═══ Data to examine

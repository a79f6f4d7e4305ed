//! Scheduler event payloads

use crate::types::TimeWindow;
use chrono::{DateTime, Utc};
use serde::{Deserialize, Serialize};
use uuid::Uuid;

/// `PAYMENT_PLANNED` payload
#[derive(Debug, Clone, PartialEq, Serialize, Deserialize)]
pub struct PaymentPlanned {
    /// Planned payment
    pub payment_id: Uuid,
    /// Earliest execution time
    pub scheduled_for: DateTime<Utc>,
    /// Processing window start
    pub window_start: DateTime<Utc>,
    /// Processing window end
    pub window_end: DateTime<Utc>,
}

/// `PAYMENT_BATCH_CREATED` payload
#[derive(Debug, Clone, PartialEq, Serialize, Deserialize)]
pub struct PaymentBatchCreated {
    /// Created batch
    pub batch_id: Uuid,
    /// Number of payments claimed
    pub payment_count: usize,
    /// Batch processing window
    pub window: TimeWindow,
}

/// `PAYMENT_EXECUTED` payload
#[derive(Debug, Clone, PartialEq, Serialize, Deserialize)]
pub struct PaymentExecuted {
    /// Executed payment
    pub payment_id: Uuid,
    /// Batch the execution ran under, when any
    pub batch_id: Option<Uuid>,
    /// Whether the execution succeeded
    pub success: bool,
}
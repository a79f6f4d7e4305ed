//! Error types for the pool ledger

use thiserror::Error;

/// Result type for ledger operations
pub type Result<T> = std::result::Result<T, Error>;

/// Ledger errors
#[derive(Error, Debug)]
pub enum Error {
    /// Amount is zero or negative
    #[error("Invalid amount: {0}")]
    InvalidAmount(rust_decimal::Decimal),

    /// Invariant violation (fund conservation, negative balance)
    #[error("Invariant violation: {0}")]
    InvariantViolation(String),

    /// Repository error
    #[error("Store error: {0}")]
    Store(String),

    /// Event publication error
    #[error("Publish error: {0}")]
    Publish(#[from] event_router::Error),

    /// Configuration error
    #[error("Configuration error: {0}")]
    Config(String),

    /// IO error
    #[error("IO error: {0}")]
    Io(#[from] std::io::Error),

    /// Generic error
    #[error("{0}")]
    Other(String),
}

impl From<String> for Error {
    fn from(msg: String) -> Self {
        Error::Other(msg)
    }
}

impl From<&str> for Error {
    fn from(msg: &str) -> Self {
        Error::Other(msg.to_string())
    }
}
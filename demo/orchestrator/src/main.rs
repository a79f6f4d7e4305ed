// Demo Orchestrator - runs one full custody cycle end to end:
// deposit token, liquidity reservation, payout planning, batching,
// fulfillment, and a TTL sweep, with every event fanned out live.

use anyhow::Result;
use chain_feed::{ChainFeed, FeeEstimates, MockDataSource, TxId};
use event_router::{EventRouter, RecordingSink, TracingSink};
use payout_scheduler::{PayoutScheduler, SchedulePolicy, SchedulerConfig};
use pool_core::{
    InMemoryLedgerStore, LedgerConfig, LiquidityLedger, OsJitter, ReserveOutcome, SecureIdSource,
    SystemClock,
};
use rust_decimal_macros::dec;
use std::sync::Arc;
use token_issuer::{InMemoryTokenStore, IssuerConfig, Purpose, TokenIssuer};
use tracing::info;

#[tokio::main]
async fn main() -> Result<()> {
    tracing_subscriber::fmt()
        .with_env_filter(
            tracing_subscriber::EnvFilter::try_from_default_env()
                .unwrap_or_else(|_| "info".into()),
        )
        .init();

    println!("\n=================================================");
    println!("  Cascade Rail - Custody Cycle Demo");
    println!("=================================================\n");

    // Shared capabilities and the event fabric.
    let clock = Arc::new(SystemClock);
    let ids = Arc::new(SecureIdSource);
    let router = Arc::new(EventRouter::new());
    let audit = Arc::new(RecordingSink::new());
    router.subscribe_all(Arc::new(TracingSink::new())).await;
    router.subscribe_all(audit.clone()).await;

    // Core services over in-memory reference stores.
    let ledger_config = LedgerConfig::default();
    let ledger = LiquidityLedger::new(
        Arc::new(InMemoryLedgerStore::new(ledger_config.opening_reserve())),
        router.clone(),
        ids.clone(),
        clock.clone(),
    );
    let issuer = TokenIssuer::new(
        IssuerConfig::default(),
        Arc::new(InMemoryTokenStore::new()),
        router.clone(),
        ids.clone(),
        clock.clone(),
    );
    let scheduler = PayoutScheduler::new(
        SchedulerConfig::default(),
        Arc::new(payout_scheduler::InMemoryPaymentStore::new()),
        router.clone(),
        ids.clone(),
        clock.clone(),
        Arc::new(OsJitter),
    );

    let chain_source = Arc::new(MockDataSource::new());
    chain_source.set_height(840_000);
    chain_source.set_fees(FeeEstimates {
        low: 2.0,
        medium: 6.0,
        high: 15.0,
    });
    let feed = ChainFeed::new(chain_source.clone(), router.clone(), clock.clone());

    // 1. Deposit arrives: emit a single-use deposit token and resolve it
    //    once the funding transaction confirms.
    let token = issuer.emit(Purpose::Deposit, None).await?;
    info!(token_id = %token.id, "deposit token handed to sender");

    let funding_tx = TxId::new("f3a9c4d1");
    chain_source.set_confirmations(&funding_tx, 6);
    chain_source.set_height(840_001);
    let height = feed.current_height().await?;
    info!(height, "chain tip");
    feed.observe_block(height, 2_450).await?;
    let confirmation = feed
        .check_confirmation(&funding_tx)
        .await?
        .expect("mock source knows the funding tx");
    info!(confirmations = confirmation.count, "funding confirmed");

    let resolved = issuer.resolve(token.id).await?;
    info!(
        consumed = resolved.map(|t| t.is_expired).unwrap_or(false),
        "deposit token resolved"
    );

    // 2. Reserve liquidity for the outbound obligation.
    let outcome = ledger.reserve(dec!(30)).await?;
    let obligation = match &outcome {
        ReserveOutcome::Reserved(obligation) => obligation.clone(),
        ReserveOutcome::InsufficientLiquidity { .. } => {
            anyhow::bail!("demo pool should have funds")
        }
    };
    let health = ledger.health().await?;
    info!(status = %health.status, utilization = health.utilization_rate, "pool health");

    // 3. Plan payouts under randomized timing and batch them.
    feed.refresh_fee_estimates().await?;
    for amount in [dec!(12), dec!(10), dec!(8)] {
        scheduler
            .plan_payment(amount, SchedulePolicy::random_window())
            .await?;
    }
    let batch = scheduler
        .create_batch()
        .await?
        .expect("three payouts queued");
    scheduler.begin_batch(batch.id).await?;
    for payment_id in &batch.payment_ids {
        scheduler
            .record_execution(*payment_id, Some(batch.id), true)
            .await?;
    }
    scheduler.finish_batch(batch.id, true).await?;

    // 4. Fulfill the obligation (funds leave the pool) and sweep tokens.
    ledger.fulfill(obligation.id).await?;
    let swept = issuer.sweep_expired().await?;

    let health = ledger.health().await?;
    println!("\n------------------- summary ---------------------");
    println!("  obligation fulfilled : {}", obligation.id);
    println!("  batch executed       : {} payments", batch.payment_count());
    println!("  tokens swept         : {}", swept);
    println!("  pool status          : {}", health.status);
    println!("  events fanned out    : {}", audit.events().len());
    println!("-------------------------------------------------\n");

    Ok(())
}
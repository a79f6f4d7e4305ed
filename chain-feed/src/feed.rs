//! Chain observation use cases

use crate::{
    events::{BlockObserved, FeeEstimateUpdated, TransactionConfirmed},
    types::{Confirmation, FeeEstimates, FeePriority, TxId},
    Result,
};
use async_trait::async_trait;
use event_router::{Event, EventKind, EventPublisher};
use pool_core::Clock;
use std::sync::Arc;
use tracing::debug;

/// Confirmation depth treated as final
pub const DEFAULT_REQUIRED_CONFIRMATIONS: u32 = 6;

/// Read-only blockchain collaborator.
///
/// Exposes scalar values only; the feed never sees raw chain data.
#[async_trait]
pub trait BlockchainDataSource: Send + Sync {
    /// Current chain tip height
    async fn current_height(&self) -> Result<u64>;

    /// Confirmation view of a transaction, if the source knows it
    async fn transaction(&self, tx_id: &TxId) -> Result<Option<crate::types::TxInfo>>;

    /// Tiered fee estimates
    async fn fee_estimates(&self) -> Result<FeeEstimates>;
}

/// Normalizing chain feed
pub struct ChainFeed {
    source: Arc<dyn BlockchainDataSource>,
    publisher: Arc<dyn EventPublisher>,
    clock: Arc<dyn Clock>,
    required_confirmations: u32,
}

impl ChainFeed {
    /// Create a feed requiring the default confirmation depth
    pub fn new(
        source: Arc<dyn BlockchainDataSource>,
        publisher: Arc<dyn EventPublisher>,
        clock: Arc<dyn Clock>,
    ) -> Self {
        Self {
            source,
            publisher,
            clock,
            required_confirmations: DEFAULT_REQUIRED_CONFIRMATIONS,
        }
    }

    /// Override the required confirmation depth
    pub fn with_required_confirmations(mut self, depth: u32) -> Self {
        self.required_confirmations = depth;
        self
    }

    /// Normalize a raw block observation into a `BLOCK_OBSERVED` event
    pub async fn observe_block(&self, height: u64, transaction_count: u32) -> Result<()> {
        let now = self.clock.now();

        self.publisher
            .publish(Event::new(
                EventKind::BlockObserved,
                &BlockObserved {
                    height,
                    transaction_count,
                },
                now,
            )?)
            .await?;

        debug!(height, transaction_count, "block observed");
        Ok(())
    }

    /// Check a transaction's confirmation depth and publish the result.
    ///
    /// Unknown transactions yield `None` and no event.
    pub async fn check_confirmation(&self, tx_id: &TxId) -> Result<Option<Confirmation>> {
        let now = self.clock.now();

        let Some(info) = self.source.transaction(tx_id).await? else {
            return Ok(None);
        };

        let confirmation = Confirmation {
            count: info.confirmations,
            is_confirmed: info.confirmations >= self.required_confirmations,
        };

        self.publisher
            .publish(Event::new(
                EventKind::TransactionConfirmed,
                &TransactionConfirmed {
                    tx_id: tx_id.as_str().to_string(),
                    confirmations: confirmation.count,
                    is_confirmed: confirmation.is_confirmed,
                },
                now,
            )?)
            .await?;

        Ok(Some(confirmation))
    }

    /// Refresh fee estimates, publishing one event per priority tier
    pub async fn refresh_fee_estimates(&self) -> Result<FeeEstimates> {
        let now = self.clock.now();
        let fees = self.source.fee_estimates().await?;

        for priority in FeePriority::all() {
            self.publisher
                .publish(Event::new(
                    EventKind::FeeEstimateUpdated,
                    &FeeEstimateUpdated {
                        sat_per_vbyte: fees.tier(priority),
                        priority,
                    },
                    now,
                )?)
                .await?;
        }

        Ok(fees)
    }

    /// Current chain tip height, straight from the data source
    pub async fn current_height(&self) -> Result<u64> {
        self.source.current_height().await
    }
}

#[cfg(test)]
mod tests {
    use super::*;
    use crate::mock::MockDataSource;
    use event_router::InMemoryPublisher;
    use pool_core::{ManualClock, SystemClock};

    fn feed(source: Arc<MockDataSource>) -> (ChainFeed, Arc<InMemoryPublisher>) {
        let publisher = Arc::new(InMemoryPublisher::new());
        let feed = ChainFeed::new(source, publisher.clone(), Arc::new(SystemClock));
        (feed, publisher)
    }

    #[tokio::test]
    async fn test_observe_block_publishes() {
        let source = Arc::new(MockDataSource::new());
        let (feed, publisher) = feed(source);

        feed.observe_block(840_000, 3_021).await.unwrap();

        let observed = publisher.events_of(EventKind::BlockObserved);
        assert_eq!(observed.len(), 1);
        let payload: BlockObserved = observed[0].payload_as().unwrap();
        assert_eq!(payload.height, 840_000);
        assert_eq!(payload.transaction_count, 3_021);
    }

    #[tokio::test]
    async fn test_confirmation_depth_threshold() {
        let source = Arc::new(MockDataSource::new());
        let tx = TxId::new("aa11");
        source.set_confirmations(&tx, 5);
        let (feed, publisher) = feed(source.clone());

        let confirmation = feed.check_confirmation(&tx).await.unwrap().unwrap();
        assert_eq!(confirmation.count, 5);
        assert!(!confirmation.is_confirmed);

        source.set_confirmations(&tx, 6);
        let confirmation = feed.check_confirmation(&tx).await.unwrap().unwrap();
        assert!(confirmation.is_confirmed);

        assert_eq!(
            publisher.events_of(EventKind::TransactionConfirmed).len(),
            2
        );
    }

    #[tokio::test]
    async fn test_unknown_transaction_is_silent() {
        let source = Arc::new(MockDataSource::new());
        let (feed, publisher) = feed(source);

        let result = feed.check_confirmation(&TxId::new("missing")).await.unwrap();
        assert!(result.is_none());
        assert!(publisher.events().is_empty());
    }

    #[tokio::test]
    async fn test_custom_confirmation_depth() {
        let source = Arc::new(MockDataSource::new());
        let tx = TxId::new("bb22");
        source.set_confirmations(&tx, 2);

        let publisher = Arc::new(InMemoryPublisher::new());
        let feed = ChainFeed::new(
            source,
            publisher,
            Arc::new(ManualClock::new(chrono::Utc::now())),
        )
        .with_required_confirmations(2);

        let confirmation = feed.check_confirmation(&tx).await.unwrap().unwrap();
        assert!(confirmation.is_confirmed);
    }

    #[tokio::test]
    async fn test_fee_refresh_publishes_all_tiers() {
        let source = Arc::new(MockDataSource::new());
        source.set_fees(FeeEstimates {
            low: 1.5,
            medium: 4.0,
            high: 11.0,
        });
        let (feed, publisher) = feed(source);

        let fees = feed.refresh_fee_estimates().await.unwrap();
        assert_eq!(fees.medium, 4.0);

        let updated = publisher.events_of(EventKind::FeeEstimateUpdated);
        assert_eq!(updated.len(), 3);

        let payloads: Vec<FeeEstimateUpdated> =
            updated.iter().map(|e| e.payload_as().unwrap()).collect();
        assert_eq!(payloads[0].priority, FeePriority::Low);
        assert_eq!(payloads[0].sat_per_vbyte, 1.5);
        assert_eq!(payloads[2].priority, FeePriority::High);
        assert_eq!(payloads[2].sat_per_vbyte, 11.0);
    }
}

══════

• Instructions to follow:
What belongs in the answer is each line of the data that has the word "FeeEstimateUpdated".

• Result for this task:
    events::{BlockObserved, FeeEstimateUpdated, TransactionConfirmed},
                    EventKind::FeeEstimateUpdated,
                    &FeeEstimateUpdated {
        let updated = publisher.events_of(EventKind::FeeEstimateUpdated);
        let payloads: Vec<FeeEstimateUpdated> =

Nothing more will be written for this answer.